__Task to carry out__: Write the entries out again. Each one must match exactly.

__Records for this task__:

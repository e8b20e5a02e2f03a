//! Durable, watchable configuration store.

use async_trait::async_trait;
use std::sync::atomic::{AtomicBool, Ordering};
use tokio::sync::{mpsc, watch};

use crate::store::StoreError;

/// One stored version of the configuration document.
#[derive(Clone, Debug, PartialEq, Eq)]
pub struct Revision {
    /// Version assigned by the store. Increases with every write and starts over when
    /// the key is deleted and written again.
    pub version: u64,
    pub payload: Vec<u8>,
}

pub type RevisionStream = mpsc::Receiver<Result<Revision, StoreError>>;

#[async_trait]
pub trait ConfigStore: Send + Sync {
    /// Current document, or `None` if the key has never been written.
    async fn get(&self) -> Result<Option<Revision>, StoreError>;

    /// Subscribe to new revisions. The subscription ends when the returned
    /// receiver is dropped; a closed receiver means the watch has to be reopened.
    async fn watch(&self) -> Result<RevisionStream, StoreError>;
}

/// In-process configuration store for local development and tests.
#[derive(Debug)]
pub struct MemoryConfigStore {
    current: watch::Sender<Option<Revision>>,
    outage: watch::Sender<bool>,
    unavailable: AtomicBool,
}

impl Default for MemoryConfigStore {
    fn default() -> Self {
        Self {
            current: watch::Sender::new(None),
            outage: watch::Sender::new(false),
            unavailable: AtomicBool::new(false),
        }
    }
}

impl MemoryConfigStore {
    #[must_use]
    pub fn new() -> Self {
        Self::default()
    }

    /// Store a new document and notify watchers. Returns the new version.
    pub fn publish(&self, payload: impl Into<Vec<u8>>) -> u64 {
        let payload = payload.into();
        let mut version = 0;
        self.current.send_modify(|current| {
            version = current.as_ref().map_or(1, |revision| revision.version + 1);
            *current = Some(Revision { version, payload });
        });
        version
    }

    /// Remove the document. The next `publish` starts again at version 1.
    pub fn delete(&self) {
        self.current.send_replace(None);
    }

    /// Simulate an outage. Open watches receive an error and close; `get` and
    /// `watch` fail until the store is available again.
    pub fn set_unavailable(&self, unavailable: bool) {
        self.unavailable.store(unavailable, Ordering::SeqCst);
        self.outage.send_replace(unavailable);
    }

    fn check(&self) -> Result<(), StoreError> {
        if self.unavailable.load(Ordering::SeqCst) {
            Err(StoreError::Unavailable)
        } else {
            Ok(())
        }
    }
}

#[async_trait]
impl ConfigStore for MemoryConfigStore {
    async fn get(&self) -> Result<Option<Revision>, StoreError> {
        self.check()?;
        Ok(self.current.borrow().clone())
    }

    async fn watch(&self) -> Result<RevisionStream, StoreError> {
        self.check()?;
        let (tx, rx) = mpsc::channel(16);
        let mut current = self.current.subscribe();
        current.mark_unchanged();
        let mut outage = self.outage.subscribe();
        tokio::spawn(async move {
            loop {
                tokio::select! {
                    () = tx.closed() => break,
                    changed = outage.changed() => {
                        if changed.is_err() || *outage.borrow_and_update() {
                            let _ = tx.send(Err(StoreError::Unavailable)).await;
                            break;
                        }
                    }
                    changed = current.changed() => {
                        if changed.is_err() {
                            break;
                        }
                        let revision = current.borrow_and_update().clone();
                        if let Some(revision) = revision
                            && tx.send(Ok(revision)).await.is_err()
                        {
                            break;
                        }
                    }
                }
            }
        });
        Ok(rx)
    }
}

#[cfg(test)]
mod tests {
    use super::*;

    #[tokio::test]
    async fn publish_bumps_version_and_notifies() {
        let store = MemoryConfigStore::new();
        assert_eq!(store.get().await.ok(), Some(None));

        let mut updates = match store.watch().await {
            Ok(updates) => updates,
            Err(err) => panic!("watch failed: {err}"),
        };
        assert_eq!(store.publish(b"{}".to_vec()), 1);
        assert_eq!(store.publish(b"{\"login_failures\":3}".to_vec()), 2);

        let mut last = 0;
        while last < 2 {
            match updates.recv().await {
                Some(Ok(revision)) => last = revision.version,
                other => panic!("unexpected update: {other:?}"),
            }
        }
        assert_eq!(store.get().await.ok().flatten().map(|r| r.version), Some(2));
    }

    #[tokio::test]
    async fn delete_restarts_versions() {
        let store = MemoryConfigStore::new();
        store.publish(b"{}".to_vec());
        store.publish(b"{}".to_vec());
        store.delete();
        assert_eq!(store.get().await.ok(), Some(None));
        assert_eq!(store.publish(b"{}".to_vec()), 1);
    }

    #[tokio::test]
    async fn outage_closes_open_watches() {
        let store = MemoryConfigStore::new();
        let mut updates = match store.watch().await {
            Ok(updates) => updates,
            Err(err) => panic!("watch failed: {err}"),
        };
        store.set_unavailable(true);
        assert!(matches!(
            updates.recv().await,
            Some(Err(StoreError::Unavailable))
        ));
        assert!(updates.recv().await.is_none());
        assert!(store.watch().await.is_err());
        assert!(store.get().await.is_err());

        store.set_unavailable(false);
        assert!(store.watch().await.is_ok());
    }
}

__Exercise response__:
repository e8b20e5a02e2f03a
//! Durable, watchable configuration store.

use async_trait::async_trait;
use std::sync::atomic::{AtomicBool, Ordering};
use tokio::sync::{mpsc, watch};

use crate::store::StoreError;

/// One stored version of the configuration document.
#[derive(Clone, Debug, PartialEq, Eq)]
pub struct Revision {
    /// Version assigned by the store. Increases with every write and starts over when
    /// the key is deleted and written again.
    pub version: u64,
    pub payload: Vec<u8>,
}

pub type RevisionStream = mpsc::Receiver<Result<Revision, StoreError>>;

#[async_trait]
pub trait ConfigStore: Send + Sync {
    /// Current document, or `None` if the key has never been written.
    async fn get(&self) -> Result<Option<Revision>, StoreError>;

    /// Subscribe to new revisions. The subscription ends when the returned
    /// receiver is dropped; a closed receiver means the watch has to be reopened.
    async fn watch(&self) -> Result<RevisionStream, StoreError>;
}

/// In-process configuration store for local development and tests.
#[derive(Debug)]
pub struct MemoryConfigStore {
    current: watch::Sender<Option<Revision>>,
    outage: watch::Sender<bool>,
    unavailable: AtomicBool,
}

impl Default for MemoryConfigStore {
    fn default() -> Self {
        Self {
            current: watch::Sender::new(None),
            outage: watch::Sender::new(false),
            unavailable: AtomicBool::new(false),
        }
    }
}

impl MemoryConfigStore {
    #[must_use]
    pub fn new() -> Self {
        Self::default()
    }

    /// Store a new document and notify watchers. Returns the new version.
    pub fn publish(&self, payload: impl Into<Vec<u8>>) -> u64 {
        let payload = payload.into();
        let mut version = 0;
        self.current.send_modify(|current| {
            version = current.as_ref().map_or(1, |revision| revision.version + 1);
            *current = Some(Revision { version, payload });
        });
        version
    }

    /// Remove the document. The next `publish` starts again at version 1.
    pub fn delete(&self) {
        self.current.send_replace(None);
    }

    /// Simulate an outage. Open watches receive an error and close; `get` and
    /// `watch` fail until the store is available again.
    pub fn set_unavailable(&self, unavailable: bool) {
        self.unavailable.store(unavailable, Ordering::SeqCst);
        self.outage.send_replace(unavailable);
    }

    fn check(&self) -> Result<(), StoreError> {
        if self.unavailable.load(Ordering::SeqCst) {
            Err(StoreError::Unavailable)
        } else {
            Ok(())
        }
    }
}

#[async_trait]
impl ConfigStore for MemoryConfigStore {
    async fn get(&self) -> Result<Option<Revision>, StoreError> {
        self.check()?;
        Ok(self.current.borrow().clone())
    }

    async fn watch(&self) -> Result<RevisionStream, StoreError> {
        self.check()?;
        let (tx, rx) = mpsc::channel(16);
        let mut current = self.current.subscribe();
        current.mark_unchanged();
        let mut outage = self.outage.subscribe();
        tokio::spawn(async move {
            loop {
                tokio::select! {
                    () = tx.closed() => break,
                    changed = outage.changed() => {
                        if changed.is_err() || *outage.borrow_and_update() {
                            let _ = tx.send(Err(StoreError::Unavailable)).await;
                            break;
                        }
                    }
                    changed = current.changed() => {
                        if changed.is_err() {
                            break;
                        }
                        let revision = current.borrow_and_update().clone();
                        if let Some(revision) = revision
                            && tx.send(Ok(revision)).await.is_err()
                        {
                            break;
                        }
                    }
                }
            }
        });
        Ok(rx)
    }
}

#[cfg(test)]
mod tests {
    use super::*;

    #[tokio::test]
    async fn publish_bumps_version_and_notifies() {
        let store = MemoryConfigStore::new();
        assert_eq!(store.get().await.ok(), Some(None));

        let mut updates = match store.watch().await {
            Ok(updates) => updates,
            Err(err) => panic!("watch failed: {err}"),
        };
        assert_eq!(store.publish(b"{}".to_vec()), 1);
        assert_eq!(store.publish(b"{\"login_failures\":3}".to_vec()), 2);

        let mut last = 0;
        while last < 2 {
            match updates.recv().await {
                Some(Ok(revision)) => last = revision.version,
                other => panic!("unexpected update: {other:?}"),
            }
        }
        assert_eq!(store.get().await.ok().flatten().map(|r| r.version), Some(2));
    }

    #[tokio::test]
    async fn delete_restarts_versions() {
        let store = MemoryConfigStore::new();
        store.publish(b"{}".to_vec());
        store.publish(b"{}".to_vec());
        store.delete();
        assert_eq!(store.get().await.ok(), Some(None));
        assert_eq!(store.publish(b"{}".to_vec()), 1);
    }

    #[tokio::test]
    async fn outage_closes_open_watches() {
        let store = MemoryConfigStore::new();
        let mut updates = match store.watch().await {
            Ok(updates) => updates,
            Err(err) => panic!("watch failed: {err}"),
        };
        store.set_unavailable(true);
        assert!(matches!(
            updates.recv().await,
            Some(Err(StoreError::Unavailable))
        ));
        assert!(updates.recv().await.is_none());
        assert!(store.watch().await.is_err());
        assert!(store.get().await.is_err());

        store.set_unavailable(false);
        assert!(store.watch().await.is_ok());
    }
}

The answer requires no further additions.